● DATA TO USE:
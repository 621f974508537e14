use crate::errors::{SchemaError, SchemaResult};

pub type UserId = String;

/// The user on whose behalf an operation runs
#[derive(Clone, Debug, Eq, PartialEq)]
pub struct Actor {
    pub user_id: Option<UserId>,
}

impl Actor {
    pub fn user(user_id: impl Into<UserId>) -> Self {
        Self {
            user_id: Some(user_id.into()),
        }
    }

    /// No resolvable identity; every write is rejected
    pub fn anonymous() -> Self {
        Self { user_id: None }
    }

    pub fn require_user(&self) -> SchemaResult<&str> {
        self.user_id
            .as_deref()
            .ok_or_else(|| SchemaError::unauthorized("No authenticated user"))
    }
}

/// Identity oracle supplied by the authentication layer
pub trait IdentityProvider: Send + Sync {
    fn current_actor(&self) -> Actor;
}

/// Fixed identity, used by the operator binary and in tests
#[derive(Clone, Debug)]
pub struct StaticIdentity {
    actor: Actor,
}

impl StaticIdentity {
    pub fn new(user_id: Option<String>) -> Self {
        let actor = match user_id {
            Some(id) if !id.trim().is_empty() => Actor::user(id.trim()),
            _ => Actor::anonymous(),
        };
        Self { actor }
    }
}

impl IdentityProvider for StaticIdentity {
    fn current_actor(&self) -> Actor {
        self.actor.clone()
    }
}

● THE TASK: Write out a verbatim copy of the data, beginning with its first line and ending with the line that contains "fn current_actor(&self) -> Actor;".

● REPLY TO THE TASK:
repository 621f974508537e14
use crate::errors::{SchemaError, SchemaResult};

pub type UserId = String;

/// The user on whose behalf an operation runs
#[derive(Clone, Debug, Eq, PartialEq)]
pub struct Actor {
    pub user_id: Option<UserId>,
}

impl Actor {
    pub fn user(user_id: impl Into<UserId>) -> Self {
        Self {
            user_id: Some(user_id.into()),
        }
    }

    /// No resolvable identity; every write is rejected
    pub fn anonymous() -> Self {
        Self { user_id: None }
    }

    pub fn require_user(&self) -> SchemaResult<&str> {
        self.user_id
            .as_deref()
            .ok_or_else(|| SchemaError::unauthorized("No authenticated user"))
    }
}

/// Identity oracle supplied by the authentication layer
pub trait IdentityProvider: Send + Sync {
    fn current_actor(&self) -> Actor;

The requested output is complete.